Dataset records

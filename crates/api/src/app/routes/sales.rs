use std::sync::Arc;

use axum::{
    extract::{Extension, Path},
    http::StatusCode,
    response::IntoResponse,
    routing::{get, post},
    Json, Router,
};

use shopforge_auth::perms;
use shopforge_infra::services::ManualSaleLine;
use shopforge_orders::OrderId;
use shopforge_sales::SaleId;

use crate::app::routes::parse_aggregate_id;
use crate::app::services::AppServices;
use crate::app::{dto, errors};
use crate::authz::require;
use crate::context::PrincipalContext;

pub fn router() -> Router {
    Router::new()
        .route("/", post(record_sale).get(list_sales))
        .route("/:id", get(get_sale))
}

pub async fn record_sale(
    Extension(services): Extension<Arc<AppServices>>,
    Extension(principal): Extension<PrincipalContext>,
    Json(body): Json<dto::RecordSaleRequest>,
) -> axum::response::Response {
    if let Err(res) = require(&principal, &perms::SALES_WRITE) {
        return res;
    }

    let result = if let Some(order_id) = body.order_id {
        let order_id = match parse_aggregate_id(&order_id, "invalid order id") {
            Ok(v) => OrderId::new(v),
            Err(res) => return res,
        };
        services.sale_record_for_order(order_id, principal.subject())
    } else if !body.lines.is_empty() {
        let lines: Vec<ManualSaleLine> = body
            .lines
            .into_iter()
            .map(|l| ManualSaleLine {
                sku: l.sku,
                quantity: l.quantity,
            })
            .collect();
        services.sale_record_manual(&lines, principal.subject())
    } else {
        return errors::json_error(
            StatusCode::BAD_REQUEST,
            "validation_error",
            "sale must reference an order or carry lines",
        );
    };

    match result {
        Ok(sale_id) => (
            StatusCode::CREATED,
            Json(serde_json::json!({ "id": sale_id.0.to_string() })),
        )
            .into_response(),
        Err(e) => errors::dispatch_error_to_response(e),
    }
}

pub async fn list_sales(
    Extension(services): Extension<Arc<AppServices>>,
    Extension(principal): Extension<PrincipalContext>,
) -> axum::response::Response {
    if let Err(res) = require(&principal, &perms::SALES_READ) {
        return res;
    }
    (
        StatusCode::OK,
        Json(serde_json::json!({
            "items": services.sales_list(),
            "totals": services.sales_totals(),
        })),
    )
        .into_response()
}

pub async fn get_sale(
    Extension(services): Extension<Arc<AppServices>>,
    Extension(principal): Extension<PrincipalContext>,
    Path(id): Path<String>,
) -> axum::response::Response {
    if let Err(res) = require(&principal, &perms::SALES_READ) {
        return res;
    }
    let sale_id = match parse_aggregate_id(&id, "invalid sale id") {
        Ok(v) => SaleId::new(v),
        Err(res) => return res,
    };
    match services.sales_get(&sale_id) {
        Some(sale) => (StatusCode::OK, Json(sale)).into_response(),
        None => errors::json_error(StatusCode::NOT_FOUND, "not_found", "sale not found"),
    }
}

* * *

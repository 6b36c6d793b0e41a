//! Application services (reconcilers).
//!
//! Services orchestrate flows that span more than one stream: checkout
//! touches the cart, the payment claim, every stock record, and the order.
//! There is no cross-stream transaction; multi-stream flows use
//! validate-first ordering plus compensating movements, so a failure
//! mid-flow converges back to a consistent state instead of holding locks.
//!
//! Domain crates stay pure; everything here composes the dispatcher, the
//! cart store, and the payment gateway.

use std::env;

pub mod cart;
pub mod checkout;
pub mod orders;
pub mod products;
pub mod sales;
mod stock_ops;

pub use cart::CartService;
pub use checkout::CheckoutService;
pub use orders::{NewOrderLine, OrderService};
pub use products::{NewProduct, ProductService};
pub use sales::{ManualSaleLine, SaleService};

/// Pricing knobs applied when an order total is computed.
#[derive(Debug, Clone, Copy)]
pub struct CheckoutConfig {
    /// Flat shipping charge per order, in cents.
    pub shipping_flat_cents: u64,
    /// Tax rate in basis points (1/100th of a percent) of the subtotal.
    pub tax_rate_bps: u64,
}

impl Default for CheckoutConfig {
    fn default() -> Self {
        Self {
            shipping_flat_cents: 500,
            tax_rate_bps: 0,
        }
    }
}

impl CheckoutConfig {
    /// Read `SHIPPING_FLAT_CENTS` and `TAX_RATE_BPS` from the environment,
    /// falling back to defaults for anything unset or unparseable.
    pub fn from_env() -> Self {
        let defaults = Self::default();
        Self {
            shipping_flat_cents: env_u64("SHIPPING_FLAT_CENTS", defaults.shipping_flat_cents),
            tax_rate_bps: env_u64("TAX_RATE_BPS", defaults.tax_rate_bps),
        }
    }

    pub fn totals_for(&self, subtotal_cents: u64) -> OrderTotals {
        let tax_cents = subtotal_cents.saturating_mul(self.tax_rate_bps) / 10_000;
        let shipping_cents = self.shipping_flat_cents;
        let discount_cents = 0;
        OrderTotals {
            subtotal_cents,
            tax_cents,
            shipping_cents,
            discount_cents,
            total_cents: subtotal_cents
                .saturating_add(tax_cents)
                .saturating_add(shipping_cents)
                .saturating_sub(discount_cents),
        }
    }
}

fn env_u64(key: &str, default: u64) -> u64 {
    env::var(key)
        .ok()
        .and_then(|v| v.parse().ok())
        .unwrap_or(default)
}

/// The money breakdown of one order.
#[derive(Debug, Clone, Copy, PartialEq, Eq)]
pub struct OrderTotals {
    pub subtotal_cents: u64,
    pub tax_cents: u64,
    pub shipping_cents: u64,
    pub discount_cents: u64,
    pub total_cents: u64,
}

> _WORK INSTRUCTION_: Report, for the data above, every line in which the string "cart" appears.

> _SOLUTION_:
//! touches the cart, the payment claim, every stock record, and the order.
//! cart store, and the payment gateway.
pub mod cart;
pub use cart::CartService;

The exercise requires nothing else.